If you can believe image consultants, the contents of a book do not matter as long as the cover is attractive. It is certainly true that an attractive cover is more likely than an unattractive cover to convince someone to open a book, so I do not discount the importance of image. However, I believe the concept is over sold. After all, once a book is opened it must have substance. No amount of glitzy artwork on the cover will convince people to read a book that has no substance, is poorly written, or is just plain boring. It is the same with leadership. No matter how polished one’s outer appearance is, the inner substance—or lack of it—will eventually show through.
In fact, when people are asked what characteristics they want to see in leaders, a much different picture emerges than the one painted by the prophets of charisma and glitz. I conducted such a survey as part of the research for my book Effective Leadership (Prentice Hall) and the results were revealing.
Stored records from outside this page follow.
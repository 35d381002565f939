mod opt;

use crate::opt::Opt;

use anyhow::{bail, Context, Result};
use chrono::Local;
use clap::Parser;
use env_logger::Env;
use log::{debug, info, warn};
use stackhist::{
    aggregate::{config_hist, group_members, GroupHist},
    config::{ConfigStore, Environment},
    factory::{FactoryContextBuilder, HistFactory},
    output::{mirror, save_plot, save_plot_as, write_event_counts, OutputPaths},
    plot::{make_plot, PlotOptions},
    weights::WeightSelector,
    GIT_BRANCH, GIT_REV, VERSION,
};

fn main() -> Result<()> {
    let args = argfile::expand_args_from(
        std::env::args_os(),
        argfile::parse_fromfile,
        argfile::PREFIX,
    )
    .with_context(|| "Failed to read argument file")?;
    let opt = Opt::parse_from(args).validate()?;

    let env = Env::default().filter_or("STACKHIST_LOG", opt.log_level());
    env_logger::init_from_env(env);

    rayon::ThreadPoolBuilder::new()
        .num_threads(opt.threads)
        .build_global()?;

    if let (Some(rev), Some(branch)) = (GIT_REV, GIT_BRANCH) {
        info!("stackhist {VERSION} rev {rev} ({branch})");
    } else {
        info!("stackhist {VERSION}");
    }

    debug!("settings: {:#?}", opt);

    run(opt)?;
    info!("done");
    Ok(())
}

fn run(opt: Opt) -> Result<()> {
    let environment = environment(&opt)?;
    debug!("environment: {environment:?}");

    let config = ConfigStore::load(&opt.config_dir, &opt.selection).with_context(|| {
        format!("Failed to load configuration from {:?}", opt.config_dir)
    })?;
    if !config.load_errors().is_empty() {
        warn!(
            "{} configuration file(s) could not be read",
            config.load_errors().len()
        );
    }

    let stack = config.resolve_file_set(&opt.files_to_plot);
    let signals = config.resolve_file_set(&opt.signal_files);
    let data = opt.data_group().map(str::to_owned);
    if stack.is_empty() && signals.is_empty() && data.is_none() {
        bail!("Nothing to plot");
    }
    let states: Vec<String> = if opt.channels.is_empty() {
        config.states().keys().cloned().collect()
    } else {
        opt.channels.clone()
    };
    info!("Summing over states {states:?}");

    let luminosity = opt.luminosity();
    let context = FactoryContextBuilder::default()
        // in inverse pb
        .luminosity(luminosity.map(|l| 1000. * l).unwrap_or(1.))
        .cut(opt.cut.as_str())
        .weight(opt.weight.as_str())
        .weight_sum(WeightSelector::from_name(&opt.weight_sum))
        .reconstruction(opt.particle_def.into())
        .build()?;

    let mut processes = Vec::new();
    for group in stack.iter().chain(&signals).chain(&data) {
        for member in group_members(&config, group) {
            if !processes.contains(&member) {
                processes.push(member);
            }
        }
    }
    let factory = HistFactory::build(&context, &config, &processes)?;
    info!("Loaded {} process(es)", factory.len());
    let data = data.filter(|data| {
        let loaded = group_members(&config, data)
            .iter()
            .any(|member| factory.contains(member));
        if !loaded {
            warn!("No events loaded for data `{data}`, plotting without data");
        }
        loaded
    });

    let paths = OutputPaths::dated(
        &environment.storage_root,
        &opt.selection,
        opt.folder_name.as_deref(),
        &Local::now(),
    );

    for branch in &opt.branches {
        if config.hist_bin_info(branch).is_none() {
            warn!("Skipping `{branch}`: no binning defined");
            continue;
        }
        info!("Plotting {branch}");
        let hists = |groups: &[String]| -> Result<Vec<GroupHist>> {
            groups
                .iter()
                .map(|g| {
                    config_hist(&config, g, branch, &states, &factory)
                        .with_context(|| format!("Failed to fill `{branch}` for `{g}`"))
                })
                .collect()
        };
        let stack_hists = hists(&stack)?;
        let signal_hists = hists(&signals)?;
        let data_hist = match &data {
            Some(data) => hists(std::slice::from_ref(data))?.pop(),
            None => None,
        };

        let options = plot_options(&opt, &config, branch);
        let plot = make_plot(&stack_hists, &signal_hists, data_hist.as_ref(), &options)
            .with_context(|| format!("Failed to make plot for `{branch}`"))?;

        let name = if opt.append_to_name.is_empty() {
            branch.to_owned()
        } else {
            format!("{branch}_{}", opt.append_to_name)
        };

        if let Some(file) = &opt.output_file {
            save_plot_as(&plot, file)?;
            continue;
        }

        paths.create()?;
        let mut written = save_plot(&plot, paths.dir(), &name)?;
        if opt.event_counts {
            let groups: Vec<_> = stack_hists
                .iter()
                .chain(&signal_hists)
                .chain(&data_hist)
                .collect();
            written.push(write_event_counts(paths.dir(), &name, &groups)?);
        }
        match &environment.html_root {
            Some(html_root) if !opt.no_html => {
                mirror(&written, &environment.storage_root, html_root)?;
                info!("Mirrored output to {html_root:?}");
            }
            _ => {}
        }
    }
    Ok(())
}

fn environment(opt: &Opt) -> Result<Environment> {
    let storage_root = match &opt.storage_root {
        Some(root) => root.clone(),
        None => {
            let Some(home) = dirs::home_dir() else {
                bail!("No home directory found, please set --storage-root")
            };
            home.join("stackhist")
        }
    };
    Ok(Environment {
        storage_root,
        html_root: opt.html_root.clone(),
    })
}

fn plot_options(opt: &Opt, config: &ConfigStore, branch: &str) -> PlotOptions {
    let bins = config.hist_bin_info(branch);
    let x_title = bins
        .and_then(|b| b.x_title.clone())
        .unwrap_or_else(|| branch.to_owned());
    let luminosity = opt.luminosity();
    let y_title = bins.and_then(|b| b.y_title.clone()).unwrap_or_else(|| {
        if luminosity.is_some() {
            "Events".to_owned()
        } else {
            "Normalised events".to_owned()
        }
    });
    let mut options = PlotOptions::builder()
        .stacked(!opt.no_stack)
        .stack_signal(opt.stack_signal)
        .logy(opt.logy)
        .legend(opt.legend)
        .ratio(!opt.no_ratio)
        .ratio_range(opt.ratio_range)
        .ratio_title(opt.ratio_text.as_str())
        .fold_overflow(!opt.no_overflow)
        .unit_norm(luminosity.is_none())
        .x_title(x_title)
        .y_title(y_title)
        .scale_ymax(opt.scale_ymax)
        .scale_ymin(opt.scale_ymin)
        .decorations(!opt.no_decorations)
        .simulation(opt.simulation)
        .preliminary(opt.preliminary)
        .thesis(opt.thesis)
        .energy(opt.energy)
        .build();
    options.uncertainties = opt.uncertainties;
    options.rebin = opt.rebin.clone();
    options.luminosity = luminosity;
    options.extra_text = opt.extra_text.clone();
    options
}
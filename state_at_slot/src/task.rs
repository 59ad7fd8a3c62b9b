use core::{cmp::Ordering, marker::PhantomData};
use std::sync::Arc;

use anyhow::{Error as AnyhowError, Result};
use async_trait::async_trait;
use caching_task_queue::CacheableTask;
use derivative::Derivative;
use helper_functions::misc;
use tracing::{debug, instrument};
use types::{
    nonstandard::SlotAndBlockRoot,
    phase0::containers::Checkpoint,
    preset::Preset,
    traits::BeaconState,
};

use crate::{collaborators::Collaborators, error::Error, steps::BackwardSteps};

/// Computes the state at `slot_and_block_root.slot` by processing empty slots on top of the state
/// of `slot_and_block_root.block_root`.
///
/// A task created by [`CacheableTask::rebase`] starts from the supplied state and never consults
/// the state provider.
#[derive(Derivative)]
#[derivative(Clone(bound = ""))]
pub struct StateAtSlotTask<P: Preset, S: BeaconState> {
    slot_and_block_root: SlotAndBlockRoot,
    collaborators: Arc<Collaborators<S>>,
    base_state: Option<Arc<S>>,
    phantom: PhantomData<P>,
}

impl<P: Preset, S: BeaconState> StateAtSlotTask<P, S> {
    #[must_use]
    pub const fn new(
        slot_and_block_root: SlotAndBlockRoot,
        collaborators: Arc<Collaborators<S>>,
    ) -> Self {
        Self {
            slot_and_block_root,
            collaborators,
            base_state: None,
            phantom: PhantomData,
        }
    }

    #[must_use]
    pub const fn is_rebased(&self) -> bool {
        self.base_state.is_some()
    }

    async fn load_base_state(&self) -> Result<Arc<S>, Error> {
        if let Some(base_state) = self.base_state.as_ref() {
            return Ok(Arc::clone(base_state));
        }

        let block_root = self.slot_and_block_root.block_root;

        self.collaborators
            .state_provider
            .state_by_block_root(block_root)
            .await
            .map_err(|error| Error::StateProviderFailed {
                block_root,
                error: Arc::new(error),
            })?
            .ok_or(Error::MissingState { block_root })
    }

    async fn regenerate_from(&self, base_state: Arc<S>) -> Result<Arc<S>, Error> {
        let SlotAndBlockRoot { slot, block_root } = self.slot_and_block_root;
        let state_slot = base_state.slot();

        match state_slot.cmp(&slot) {
            Ordering::Equal => return Ok(base_state),
            Ordering::Greater => {
                return Err(Error::InvalidCheckpoint {
                    block_root,
                    state_slot,
                    slot,
                })
            }
            Ordering::Less => {}
        }

        // The base state was obtained for `block_root` either directly or through an ancestor key
        // with the same root, so `block_root` is the root the checkpoint depends on.
        let checkpoint = misc::is_epoch_start::<P>(slot).then(|| Checkpoint {
            epoch: misc::compute_epoch_at_slot::<P>(slot),
            root: block_root,
        });

        debug!(
            "advancing state for block {block_root:?} from slot {state_slot} to slot {slot} \
             (checkpoint: {checkpoint:?})",
        );

        let collaborators = Arc::clone(&self.collaborators);

        spawn_blocking(move || match checkpoint {
            Some(checkpoint) => collaborators
                .checkpoint_regenerator
                .regenerate_checkpoint_state(checkpoint, base_state),
            None => collaborators
                .transition_replayer
                .process_slots(base_state, slot),
        })
        .await
        .map_err(|error| Error::TransitionFailed {
            block_root,
            slot,
            error: Arc::new(error),
        })
    }
}

#[async_trait]
impl<P: Preset, S: BeaconState> CacheableTask for StateAtSlotTask<P, S> {
    type Key = SlotAndBlockRoot;
    type Value = Arc<S>;
    type Error = Error;
    type BackwardSteps = BackwardSteps;

    fn key(&self) -> SlotAndBlockRoot {
        self.slot_and_block_root
    }

    fn backward_steps(&self) -> BackwardSteps {
        BackwardSteps::new(self.slot_and_block_root)
    }

    fn rebase(&self, base_state: Arc<S>) -> Self {
        Self {
            base_state: Some(base_state),
            ..self.clone()
        }
    }

    #[instrument(
        skip_all,
        level = "debug",
        name = "StateAtSlotTask::perform",
        fields(target = %self.slot_and_block_root, rebased = self.is_rebased()),
    )]
    async fn perform(self) -> Result<Arc<S>, Error> {
        let base_state = self.load_base_state().await?;
        self.regenerate_from(base_state).await
    }
}

// Slot processing is CPU-bound and must not block the async runtime.
async fn spawn_blocking<T: Send + 'static>(
    function: impl FnOnce() -> Result<T> + Send + 'static,
) -> Result<T> {
    tokio::task::spawn_blocking(function)
        .await
        .map_err(AnyhowError::new)?
}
They showed that people are more inclined to follow those who consistently exemplify several specific characteristics that I call the Eight Cs of Developmental Leadership:
• Caring
• Character
• Communication
• Clarity
• Commitment
• Courage
• Credibility
• Competence
Each of these characteristics is important to executives, managers and supervisors who are committed to becoming developmental leaders capable of equipping, enabling, and empowering employees for peak performance and continual improvement.
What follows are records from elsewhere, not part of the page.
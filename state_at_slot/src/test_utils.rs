use core::sync::atomic::{AtomicUsize, Ordering};
use std::{collections::HashMap, sync::Arc};

use anyhow::{bail, ensure, Result};
use async_trait::async_trait;
use helper_functions::misc;
use parking_lot::Mutex;
use tokio::sync::Notify;
use types::{
    phase0::{
        containers::Checkpoint,
        primitives::{Slot, H256},
    },
    preset::Minimal,
    traits::BeaconState,
};

use crate::collaborators::{
    AncestorStateProvider, CheckpointRegenerator, Collaborators, TransitionReplayer,
};

#[derive(Clone, PartialEq, Eq, Debug)]
pub struct TestState {
    pub slot: Slot,
    pub latest_block_root: H256,
}

impl BeaconState for TestState {
    fn slot(&self) -> Slot {
        self.slot
    }
}

pub fn state_at_slot(slot: Slot, latest_block_root: H256) -> Arc<TestState> {
    Arc::new(TestState {
        slot,
        latest_block_root,
    })
}

#[derive(Default)]
pub struct FakeStateProvider {
    states: Mutex<HashMap<H256, Arc<TestState>>>,
    lookups: AtomicUsize,
    gate: Option<Arc<Notify>>,
    failure: Option<&'static str>,
}

impl FakeStateProvider {
    pub fn with_state(self, block_root: H256, state: Arc<TestState>) -> Self {
        self.insert(block_root, state);
        self
    }

    pub fn gated(self, gate: &Arc<Notify>) -> Self {
        Self {
            gate: Some(Arc::clone(gate)),
            ..self
        }
    }

    pub fn failing(message: &'static str) -> Self {
        Self {
            failure: Some(message),
            ..Self::default()
        }
    }

    pub fn insert(&self, block_root: H256, state: Arc<TestState>) {
        self.states.lock().insert(block_root, state);
    }

    pub fn lookups(&self) -> usize {
        self.lookups.load(Ordering::SeqCst)
    }
}

#[async_trait]
impl AncestorStateProvider<TestState> for FakeStateProvider {
    async fn state_by_block_root(&self, block_root: H256) -> Result<Option<Arc<TestState>>> {
        self.lookups.fetch_add(1, Ordering::SeqCst);

        if let Some(gate) = self.gate.as_ref() {
            gate.notified().await;
        }

        if let Some(message) = self.failure {
            bail!("{message}");
        }

        Ok(self.states.lock().get(&block_root).cloned())
    }
}

#[derive(Clone, Copy, PartialEq, Eq, Debug)]
pub enum Call {
    ProcessSlots { from: Slot, to: Slot },
    RegenerateCheckpoint { from: Slot, checkpoint: Checkpoint },
}

#[derive(Default)]
pub struct FakeTransition {
    calls: Mutex<Vec<Call>>,
    rejected_slot: Option<Slot>,
}

impl FakeTransition {
    pub fn rejecting(rejected_slot: Slot) -> Self {
        Self {
            rejected_slot: Some(rejected_slot),
            ..Self::default()
        }
    }

    pub fn calls(&self) -> Vec<Call> {
        self.calls.lock().clone()
    }

    fn advance(&self, mut state: Arc<TestState>, slot: Slot) -> Result<Arc<TestState>> {
        ensure!(
            state.slot < slot,
            "cannot advance state at slot {} to slot {slot}",
            state.slot,
        );

        if let Some(rejected_slot) = self.rejected_slot {
            ensure!(
                !(state.slot < rejected_slot && rejected_slot <= slot),
                "slot {rejected_slot} rejected",
            );
        }

        Arc::make_mut(&mut state).slot = slot;

        Ok(state)
    }
}

impl TransitionReplayer<TestState> for FakeTransition {
    fn process_slots(&self, state: Arc<TestState>, slot: Slot) -> Result<Arc<TestState>> {
        self.calls.lock().push(Call::ProcessSlots {
            from: state.slot,
            to: slot,
        });

        self.advance(state, slot)
    }
}

impl CheckpointRegenerator<TestState> for FakeTransition {
    fn regenerate_checkpoint_state(
        &self,
        checkpoint: Checkpoint,
        base_state: Arc<TestState>,
    ) -> Result<Arc<TestState>> {
        self.calls.lock().push(Call::RegenerateCheckpoint {
            from: base_state.slot,
            checkpoint,
        });

        let slot = misc::compute_start_slot_at_epoch::<Minimal>(checkpoint.epoch);

        self.advance(base_state, slot)
    }
}

pub fn collaborators(
    state_provider: &Arc<FakeStateProvider>,
    transition: &Arc<FakeTransition>,
) -> Collaborators<TestState> {
    Collaborators {
        state_provider: Arc::<FakeStateProvider>::clone(state_provider),
        transition_replayer: Arc::<FakeTransition>::clone(transition),
        checkpoint_regenerator: Arc::<FakeTransition>::clone(transition),
    }
}
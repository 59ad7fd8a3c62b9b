use anyhow::Result;
use prometheus::{opts, IntCounter, IntCounterVec, IntGauge, Registry};
use strum::AsRefStr;
use tracing::warn;

#[derive(Clone, Copy, PartialEq, Eq, Debug, AsRefStr)]
#[strum(serialize_all = "snake_case")]
pub enum RequestOutcome {
    // Answered from the cache without launching anything.
    Cached,
    // Attached to a computation that was already in flight.
    Duplicate,
    // Launched from the nearest cached ancestor.
    Rebased,
    // Launched from scratch.
    New,
}

#[derive(Debug)]
pub struct TaskQueueMetrics {
    task_requests: IntCounterVec,
    task_failures: IntCounter,
    cache_size: IntGauge,
    in_flight_tasks: IntGauge,
}

impl TaskQueueMetrics {
    pub fn new(prefix: &str) -> Result<Self> {
        Ok(Self {
            task_requests: IntCounterVec::new(
                opts!(
                    format!("{prefix}_task_requests_total"),
                    "Number of task requests by outcome",
                ),
                &["outcome"],
            )?,

            task_failures: IntCounter::new(
                format!("{prefix}_task_failures_total"),
                "Number of launched tasks that failed or panicked",
            )?,

            cache_size: IntGauge::new(
                format!("{prefix}_cache_size"),
                "Number of completed values held in the cache",
            )?,

            in_flight_tasks: IntGauge::new(
                format!("{prefix}_in_flight_tasks"),
                "Number of computations currently in flight",
            )?,
        })
    }

    pub fn register(&self, registry: &Registry) -> Result<()> {
        registry.register(Box::new(self.task_requests.clone()))?;
        registry.register(Box::new(self.task_failures.clone()))?;
        registry.register(Box::new(self.cache_size.clone()))?;
        registry.register(Box::new(self.in_flight_tasks.clone()))?;

        Ok(())
    }

    pub fn record_request(&self, outcome: RequestOutcome) {
        match self
            .task_requests
            .get_metric_with_label_values(&[outcome.as_ref()])
        {
            Ok(counter) => counter.inc(),
            Err(error) => warn!("unable to record task request ({outcome:?}): {error:?}"),
        }
    }

    pub fn record_failure(&self) {
        self.task_failures.inc();
    }

    pub fn set_sizes(&self, cache_size: usize, in_flight_tasks: usize) {
        self.cache_size
            .set(i64::try_from(cache_size).unwrap_or(i64::MAX));
        self.in_flight_tasks
            .set(i64::try_from(in_flight_tasks).unwrap_or(i64::MAX));
    }

    #[must_use]
    pub fn requests(&self, outcome: RequestOutcome) -> u64 {
        self.task_requests
            .get_metric_with_label_values(&[outcome.as_ref()])
            .map_or(0, |counter| counter.get())
    }

    #[must_use]
    pub fn failures(&self) -> u64 {
        self.task_failures.get()
    }
}

#[cfg(test)]
mod tests {
    use prometheus::TextEncoder;
    use test_case::test_case;

    use super::*;

    #[test_case(RequestOutcome::Cached => "cached")]
    #[test_case(RequestOutcome::Duplicate => "duplicate")]
    #[test_case(RequestOutcome::Rebased => "rebased")]
    #[test_case(RequestOutcome::New => "new")]
    fn test_request_outcome_labels(outcome: RequestOutcome) -> String {
        outcome.as_ref().to_owned()
    }

    #[test]
    fn test_metrics_register_and_count() -> Result<()> {
        let registry = Registry::new();
        let metrics = TaskQueueMetrics::new("state_at_slot")?;

        metrics.register(&registry)?;
        metrics.record_request(RequestOutcome::New);
        metrics.record_request(RequestOutcome::Cached);
        metrics.record_request(RequestOutcome::Cached);
        metrics.record_failure();
        metrics.set_sizes(3, 1);

        assert_eq!(metrics.requests(RequestOutcome::New), 1);
        assert_eq!(metrics.requests(RequestOutcome::Cached), 2);
        assert_eq!(metrics.requests(RequestOutcome::Rebased), 0);
        assert_eq!(metrics.failures(), 1);

        let mut buffer = String::new();

        TextEncoder::new().encode_utf8(registry.gather().as_slice(), &mut buffer)?;

        assert!(buffer.contains("state_at_slot_task_requests_total{outcome=\"cached\"} 2"));
        assert!(buffer.contains("state_at_slot_cache_size 3"));
        assert!(buffer.contains("state_at_slot_in_flight_tasks 1"));

        Ok(())
    }

    #[test]
    fn test_metrics_cannot_be_registered_twice() -> Result<()> {
        let registry = Registry::new();
        let metrics = TaskQueueMetrics::new("checkpoint_states")?;

        metrics.register(&registry)?;

        assert!(metrics.register(&registry).is_err());

        Ok(())
    }
}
CARING AND DEVELOPMENTAL LEADERSHIP
There are executives, managers, and supervisors who care only about the work their teams are responsible for. They care nothing for the employees who do the work. Then there are those who care greatly for their employees but little about the work they are responsible for. In both cases, these organizational leaders have their priorities out of balance. To inspire employees to peak performance and continual improvement, leaders must care about them as well as the work to be done.
The importance of caring for the work as well as the employees who do it cannot be over emphasized. Employees will not wholeheartedly follow organizational leaders who do not care about them. Of course, executives, managers, and supervisors may be able to coerce employees into carrying out their demands, but coercion is not leadership. In fact, coercion is more likely to result in reluctant compliance than a commitment to peak performance and continual improvement. Reluctant compliance means doing just enough to get by but not enough to excel. It is the opposite of the wholehearted commitment organizational leaders need from employees if they hope to see them achieve peak performance and continual improvement.
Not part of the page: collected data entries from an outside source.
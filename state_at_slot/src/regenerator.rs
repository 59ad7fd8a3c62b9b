use std::sync::Arc;

use anyhow::Result;
use caching_task_queue::{CachingTaskQueue, QueueConfig, TaskQueueMetrics};
use derivative::Derivative;
use helper_functions::misc;
use tracing::debug;
use types::{
    nonstandard::SlotAndBlockRoot,
    phase0::{
        containers::Checkpoint,
        primitives::{Slot, H256},
    },
    preset::Preset,
    traits::BeaconState,
};

use crate::{collaborators::Collaborators, task::StateAtSlotTask};

/// Produces states advanced through empty slots, reusing cached states wherever possible.
///
/// Failures are returned as [`anyhow::Error`]s wrapping [`Error`](crate::Error) or
/// [`caching_task_queue::Error`].
#[derive(Derivative)]
#[derivative(Clone(bound = ""))]
pub struct StateAtSlotRegenerator<P: Preset, S: BeaconState> {
    queue: CachingTaskQueue<StateAtSlotTask<P, S>>,
    collaborators: Arc<Collaborators<S>>,
}

impl<P: Preset, S: BeaconState> StateAtSlotRegenerator<P, S> {
    #[must_use]
    pub fn new(
        config: QueueConfig,
        collaborators: Collaborators<S>,
        metrics: Option<Arc<TaskQueueMetrics>>,
    ) -> Self {
        Self {
            queue: CachingTaskQueue::new(config, metrics),
            collaborators: Arc::new(collaborators),
        }
    }

    pub async fn state_at_slot(&self, slot_and_block_root: SlotAndBlockRoot) -> Result<Arc<S>> {
        let task = StateAtSlotTask::new(slot_and_block_root, Arc::clone(&self.collaborators));
        self.queue.perform(task).await
    }

    pub async fn checkpoint_state(&self, checkpoint: Checkpoint) -> Result<Arc<S>> {
        let Checkpoint { epoch, root } = checkpoint;
        let slot = misc::compute_start_slot_at_epoch::<P>(epoch);

        self.state_at_slot(SlotAndBlockRoot::new(slot, root)).await
    }

    #[must_use]
    pub fn cached_state(&self, slot_and_block_root: SlotAndBlockRoot) -> Option<Arc<S>> {
        self.queue.get_if_available(slot_and_block_root)
    }

    /// Makes `state` available as a starting point for later requests for `block_root`.
    pub fn insert(&self, block_root: H256, state: Arc<S>) {
        let key = SlotAndBlockRoot::new(state.slot(), block_root);
        self.queue.cache(key, state);
    }

    /// Drops cached states older than `slot`.
    ///
    /// Computations already in flight are not affected.
    pub fn prune_before(&self, slot: Slot) {
        debug!("pruning cached states before slot {slot}");
        self.queue.prune(|key| key.slot < slot);
    }

    #[must_use]
    pub const fn queue(&self) -> &CachingTaskQueue<StateAtSlotTask<P, S>> {
        &self.queue
    }
}
use core::num::NonZeroUsize;

use nonzero_ext::nonzero;
use serde::Deserialize;

#[derive(Clone, Copy, PartialEq, Eq, Debug, Deserialize)]
#[serde(default, deny_unknown_fields)]
pub struct QueueConfig {
    pub max_cache_size: NonZeroUsize,
    // `None` probes every step down to the floor.
    // Probed with the bookkeeping lock held.
    pub max_ancestor_walk: Option<NonZeroUsize>,
}

impl Default for QueueConfig {
    fn default() -> Self {
        Self {
            max_cache_size: nonzero!(64_usize),
            max_ancestor_walk: Some(nonzero!(640_usize)),
        }
    }
}
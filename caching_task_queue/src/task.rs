use core::{fmt::Debug, hash::Hash};

use async_trait::async_trait;

/// A unit of work whose result is cached under [`CacheableTask::key`].
///
/// Tasks are value-like. Rebasing produces a new task instead of modifying the receiver.
#[async_trait]
pub trait CacheableTask: Sized + Send + 'static {
    type Key: Copy + Eq + Hash + Debug + Send + Sync + 'static;
    type Value: Clone + Send + Sync + 'static;
    type Error: core::error::Error + Clone + Send + Sync + 'static;
    type BackwardSteps: Iterator<Item = Self::Key>;

    fn key(&self) -> Self::Key;

    /// Keys of values this task could start from, nearest first.
    ///
    /// The sequence must be finite and strictly decreasing.
    /// It must start immediately below [`CacheableTask::key`] and must not consult any cache.
    fn backward_steps(&self) -> Self::BackwardSteps;

    /// Returns a task for the same key that starts from `base` instead of looking one up.
    #[must_use]
    fn rebase(&self, base: Self::Value) -> Self;

    async fn perform(self) -> Result<Self::Value, Self::Error>;
}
The best leaders are those who can inspire employees to make a total and willing commitment to peak performance and continual improvement; to put their hearts and minds into doing the best job they can possibly do. This is important because well led employees who put their hearts and minds into their work will outperform those who just reluctantly comply out of fear of coercion. Because of this, executives, managers, and supervisors must show that they care about not just the work to be done, but the employees who do the work. If organizational leaders do not care about employees, why should employees care about them or the work they are responsible for doing.
Caring leaders exemplify several important traits that make employees more willing to follow them. These traits are: 1) honesty, 2) empathy, 3) sincere interest, 4) patience 5) a participatory approach to decision making, and 6) servanthood/stewardship. To become developmental leaders, executives, managers, and supervisors must recognize the importance of these traits, internalize them, and apply them consistently when interacting with employees.